The following is the last of a 3 part series discussing the coming shift in the price structure of contingency recruiting fees due to the changes brought about by the development and maturation of the internet.
When something is rare, or difficult to locate, it has high value and can be sold at a substantial cost. Conversely, when something becomes common and easy to acquire, it’s value and cost becomes lower.
Assume you have a client who needs a sales manager for their office in Atlanta. You offer to fill the position in return for a fee equal to 25% of the first years’ salary. At a hypothetical base salary of $80k a year, you fantasize about the day you send your client a $20,000 invoice at the conclusion of your search. What you may not know is that your client has received phone calls from 5 other contingency recruiters offering to work for a 10% fee, a 15% fee and even a flat fee of $10,000.
From your perspective, these other recruiters are ruining your business. After all, you do quality work. You do reference checks before submitting your candidates.

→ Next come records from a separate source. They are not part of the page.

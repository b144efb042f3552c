//! Restricting the survey table to a selection of categorical values.

use std::collections::HashSet;

use crate::{
    Error,
    survey::{SurveyTable, columns},
};

/// Get the rows of `table` whose value in `column` is one of `accepted`.
///
/// Rows keep their original order and `table` is left untouched. An empty
/// `accepted` set gives an empty table.
///
/// # Errors
/// Returns [Error::MissingColumn] if `table` has no column called `column`.
pub fn filter_rows(
    table: &SurveyTable,
    column: &str,
    accepted: &HashSet<String>,
) -> Result<SurveyTable, Error> {
    let index = table.column_index(column)?;

    let rows = table
        .rows()
        .iter()
        .filter(|row| accepted.contains(&row[index]))
        .cloned()
        .collect();

    Ok(table.with_rows(rows))
}

/// Get the respondents from the `accepted` countries.
///
/// # Errors
/// Returns [Error::MissingColumn] if `table` has no country column.
pub fn filter_by_country(
    table: &SurveyTable,
    accepted: &HashSet<String>,
) -> Result<SurveyTable, Error> {
    filter_rows(table, columns::COUNTRY, accepted)
}
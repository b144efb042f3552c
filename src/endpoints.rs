//! The API endpoints URIs.

/// The root route which redirects to the dashboard.
pub const ROOT: &str = "/";
/// The page with the survey charts.
pub const DASHBOARD_VIEW: &str = "/dashboard";
/// The page to display when an internal server error occurs.
pub const INTERNAL_ERROR_VIEW: &str = "/error";

/// The route for updating the countries shown on the dashboard.
pub const DASHBOARD_COUNTRY_FILTER: &str = "/api/dashboard/filter";

/// The route for stylesheets and scripts.
pub const STATIC: &str = "/static";
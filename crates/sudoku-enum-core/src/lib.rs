//! Sudoku enumeration engine.
//!
//! A plain backtracking solver that collects every valid completion of a
//! partially filled 9x9 board into an ordered list, stopping early once a
//! caller-supplied cap is reached. Discovery order is deterministic:
//! empty cells are filled in row-major order and digits tried 1 through
//! 9, so searching the same board always yields the same sequence.
//!
//! ```
//! use sudoku_enum_core::{Grid, Solver, DEFAULT_SOLUTION_LIMIT};
//!
//! let puzzle = Grid::from_string(
//!     "530070000600195000098000060800060003400803001700020006060000280000419005000080079",
//! )
//! .unwrap();
//!
//! let mut solver = Solver::new(&puzzle);
//! assert!(solver.validate_initial());
//!
//! solver.find_all_solutions(DEFAULT_SOLUTION_LIMIT).unwrap();
//! assert_eq!(solver.solutions().len(), 1);
//! ```

mod grid;
mod solver;

pub use grid::{Grid, Position};
pub use solver::{SearchOutcome, SolveError, Solver, DEFAULT_SOLUTION_LIMIT};
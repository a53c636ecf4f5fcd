use clap::Parser;
use std::fs;
use std::path::PathBuf;
use std::process::ExitCode;
use sudoku_enum_core::{Grid, SearchOutcome, Solver, DEFAULT_SOLUTION_LIMIT};

/// Enumerate the solutions of a 9x9 Sudoku board
#[derive(Parser)]
#[command(
    name = "sudoku-enum",
    version,
    about = "Enumerates all valid completions of a Sudoku board, up to a cap"
)]
struct Cli {
    /// Board as 81 characters: digits 1-9 for givens, '.' or '0' for empty
    puzzle: Option<String>,

    /// Read the board from a file instead (whitespace is ignored)
    #[arg(long, value_name = "PATH", conflicts_with = "puzzle")]
    file: Option<PathBuf>,

    /// Maximum number of solutions to collect
    #[arg(long, default_value_t = DEFAULT_SOLUTION_LIMIT)]
    limit: usize,

    /// Stop at the first solution
    #[arg(long)]
    first: bool,

    /// Emit machine-readable JSON instead of text
    #[arg(long)]
    json: bool,

    /// Maximum number of solution grids printed in text mode
    #[arg(long, value_name = "N", default_value_t = 4)]
    max_print: usize,
}

// Exit codes: 0 = solved, 1 = usage error, 2 = contradictory givens,
// 3 = no valid completion exists.
fn main() -> ExitCode {
    let cli = Cli::parse();

    let board = match load_board(&cli) {
        Ok(board) => board,
        Err(msg) => {
            eprintln!("error: {msg}");
            return ExitCode::from(1);
        }
    };

    if cli.limit == 0 {
        eprintln!("error: --limit must be at least 1");
        return ExitCode::from(1);
    }

    let mut solver = Solver::new(&board);

    if !solver.validate_initial() {
        if cli.json {
            let report = serde_json::json!({
                "puzzle": board.to_line(),
                "error": "contradictory givens",
            });
            println!("{report}");
        } else {
            eprintln!("The board's givens contradict each other; refusing to search.");
        }
        return ExitCode::from(2);
    }

    let limit = if cli.first { 1 } else { cli.limit };
    let outcome = match solver.find_all_solutions(limit) {
        Ok(outcome) => outcome,
        Err(err) => {
            eprintln!("error: {err}");
            return ExitCode::from(1);
        }
    };

    let count = solver.solutions().len();
    let limit_reached = outcome == SearchOutcome::LimitReached;

    if cli.json {
        let solutions: Vec<String> = solver.solutions().iter().map(Grid::to_line).collect();
        let report = serde_json::json!({
            "puzzle": board.to_line(),
            "count": count,
            "limit": limit,
            "limit_reached": limit_reached,
            "solutions": solutions,
        });
        println!("{report}");
        return if count == 0 {
            ExitCode::from(3)
        } else {
            ExitCode::SUCCESS
        };
    }

    if count == 0 {
        println!("No valid completion exists for this board.");
        return ExitCode::from(3);
    }

    if limit_reached {
        println!("{count} solutions found (limit reached).");
    } else if count == 1 {
        println!("Exactly 1 solution.");
    } else {
        println!("Exactly {count} solutions.");
    }

    for (i, solution) in solver.solutions().iter().take(cli.max_print).enumerate() {
        println!("\nSolution {}:", i + 1);
        print!("{solution}");
    }
    if count > cli.max_print {
        println!("\n(showing first {} of {count})", cli.max_print);
    }

    ExitCode::SUCCESS
}

fn load_board(cli: &Cli) -> Result<Grid, String> {
    if let Some(path) = &cli.file {
        let raw = fs::read_to_string(path)
            .map_err(|err| format!("cannot read {}: {err}", path.display()))?;
        parse_board(&raw)
    } else if let Some(puzzle) = &cli.puzzle {
        parse_board(puzzle)
    } else {
        Err("provide a puzzle string or --file <PATH>".to_string())
    }
}

/// Parse a board from user input, ignoring whitespace so multi-line
/// layouts from files work too.
fn parse_board(raw: &str) -> Result<Grid, String> {
    let compact: String = raw.chars().filter(|c| !c.is_whitespace()).collect();
    Grid::from_string(&compact).ok_or_else(|| {
        format!(
            "expected 81 cells of 1-9, '.' or '0', got {} characters",
            compact.len()
        )
    })
}

#[cfg(test)]
mod tests {
    use super::*;

    #[test]
    fn test_parse_board_single_line() {
        let line =
            "530070000600195000098000060800060003400803001700020006060000280000419005000080079";
        let board = parse_board(line).unwrap();
        assert_eq!(board.filled_count(), 30);
    }

    #[test]
    fn test_parse_board_ignores_whitespace() {
        // Nine rows each starting with 5 is contradictory, but parsing
        // does not care; only the shape matters here.
        let layout = "5........\n".repeat(9);
        let board = parse_board(&layout).unwrap();
        assert_eq!(board.filled_count(), 9);
    }

    #[test]
    fn test_parse_board_rejects_wrong_length() {
        assert!(parse_board("12345").is_err());
        let err = parse_board("12345").unwrap_err();
        assert!(err.contains("got 5 characters"));
    }

    #[test]
    fn test_parse_board_rejects_stray_characters() {
        let bad = "x".repeat(81);
        assert!(parse_board(&bad).is_err());
    }
}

Heck, you even talk to them on the phone first. Or who knows, maybe you’re one of the throwbacks that actually meets candidates in person before submitting their resume to your client. And you won’t send your client dozens of resumes to review; no, you’ll actually find the top three candidates and your client will want to hire one of them. In your mind, you’re a real recruiter. All those people looking to work for lower fees are simply interlopers out to ruin the industry.
But let’s see this from your client’s perspective. They just want to hire the right candidate for the job, do so quickly and hopefully without spending a ton of money. You may feel that your relationship with the hiring manager is worth the extra $10,000, but are you sure that your client will still think so when their recruiting budget gets cut next year?
And let’s look at the ‘interloper’ who is ruining the industry by agreeing to work for lower fees. Joe has the same job boards as you and he used to work for a big staffing firm for several years, so he’s well trained and experienced when it comes to negotiating, screening candidates and reading resumes. But Joe doesn’t have the overhead of his competitors at the large staffing firms. At the same time, Joe needs to close a deal quickly to cover his healthcare, mortgage and car payment. His only concern is being competitive, making a placement and brining in a paycheck. He can afford to provide the exact same services as you, yet he has infinite price flexibility.
Sounds like you’ve got competition, doesn’t it? And we haven’t even begun to talk about the other options your clients have, including RPOs, hourly contract recruiters and of course the client’s internal recruiting staff.
What do all of these same parties have in common? They all have access to the same internet databases and online networks. They all bring recruiting experience to the table, they can all read resumes, set up interviews and outsource reference checking services for a few dollars. However, you are the only one still charging the same fee structure established in 1972.